In order for PDF/A documents to endure long term preservation and save their visual appearance over time, they need to be completely self-contained. This implies that, unlike the regular PDF format, a PDF/A document can't be dependent on information from other external sources such as font programs and hyperlinks. That doesn’t mean that the document cannot contain links, but it means that they can’t direct users to another active destination.

A PDF file that is "PDF/A compliant" is one that contains all the components required to view it and that contain metadata (data which describes information about the file itself). Thus, fonts need to be embedded, metadata has to be standardized, passwords and encryption can't be used. Even some regular PDF functionalities, such as those dealing with sound and movie actions, are restricted from the PDF/A.

In general, the standard specifies in detail what kind of content is allowed and what kind is restricted. These guidelines enhance a PDF's capability and practicality of being maintained and modified to the latest PDF standard.

Why the PDF/A?

This need for permanence is a key essential for sectors dealing with collections of data such as newspaper, library, government and legal industries. All deal with textual data that is integral to the general public. These industries rely on the long term availability of information.

The reasons for implementing an archiving strategy with the PDF format lie in the advantages of the PDF format itself. Recall that the PDF is platform-independent, can be viewed on any computing device and is considered a universal format for its accessibility and compression abilities.
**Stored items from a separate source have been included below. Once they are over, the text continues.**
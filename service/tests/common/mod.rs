// tests/common/mod.rs
#![allow(dead_code)] // Allow unused code in this common test module

use catalog::MemoryStore;
use product_service::{AppConfig, AppState};
use serde_json::{json, Value};
use std::sync::Arc;

pub const BASE_URL: &str = "/products";

pub const NAMES: [&str; 4] = ["shirt", "sweater", "pants", "lounge_wear"];
pub const DESCRIPTIONS: [&str; 3] = ["unavailable", "Relaxed Fit", "Slim Fit"];
pub const CATEGORIES: [&str; 2] = ["men's clothing", "women's clothing"];

pub fn test_state() -> AppState {
  let config = AppConfig {
    app_base_url: "http://localhost".to_string(),
    ..AppConfig::default()
  };
  AppState::new(Arc::new(MemoryStore::new()), Arc::new(config))
}

/// JSON body for the `n`th fake product. Prices stay inside [10, 100] and always carry a
/// fractional part so they serialize as floats.
pub fn product_json(n: usize) -> Value {
  json!({
    "name": NAMES[n % NAMES.len()],
    "description": DESCRIPTIONS[n % DESCRIPTIONS.len()],
    "category": CATEGORIES[n % CATEGORIES.len()],
    "price": 10.5 + (n as f64 * 11.0) % 89.0,
    "available": n % 2 == 0,
  })
}

/// Builds the actix test service over `state`.
#[macro_export]
macro_rules! test_app {
  ($state:expr) => {
    actix_web::test::init_service(
      actix_web::App::new()
        .app_data(actix_web::web::Data::new($state))
        .configure(product_service::web::configure_app_routes),
    )
    .await
  };
}

// --- Helper for Tracing Setup ---
use once_cell::sync::Lazy;
static TRACING_INIT: Lazy<()> = Lazy::new(|| {
  tracing_subscriber::fmt()
    .with_max_level(tracing::Level::DEBUG)
    .with_test_writer()
    .try_init()
    .ok();
});

pub fn setup_tracing() {
  Lazy::force(&TRACING_INIT);
}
The combination of these features ensures that the documents can be both archived and accessed efficiently and faithfully in the future. With the search for a format that provides consistent and predictable rendering, PDF proves to be the best choice.

Obstacles

Yet, PDF/A is only one step in the archiving strategy. The standard doesn't guarantee a permanent and complete solution in itself. For instance, it can't presently guarantee that ten years into the future archived documents will display the information as it was at the time of PDF creation.

Also at issue is that the PDF/A standard must also consider its users on an international level. Document requirements are individually determined by an organization's needs. These generally include concerns regarding authorization, management, preservation policies and the creation of records.

For instance, there are variants of the standard that outline different text extraction requirements for PDF/A compliant documents. PDF/A-1a regulations ensure that the text can be extracted and viewed, retaining the preservation of a document's logical structure. PDF/A-1b requirements, on the other hand, make sure that the PDF file can be correctly displayed over time, but doesn't ensure that any extracted text will be legible or comprehensible. These divisions can complicate the transmission of PDF/As between different organizations following different compliance measures.

The standard, as well, has been updated with newer versions of PDF specifications. Each latest version brings new and different functionalities, implying that characteristics of the standard will continually be modified.

The PDF/A-2 standard was developed in 2011, based on the PDF Reference for version 1.7. and PDF/A-3 was released in 2012 based on the same PDF version. Thus, although the PDF/A standard has its disadvantages, it makes long-term archiving of PDFs possible.

Undoubtedly, the PDF format is rich in potential. Archiving is just another way of putting the PDF format to the test. With the growing reliance on electronic management systems, the PDF/A is well established as a permanent format within the PDF community.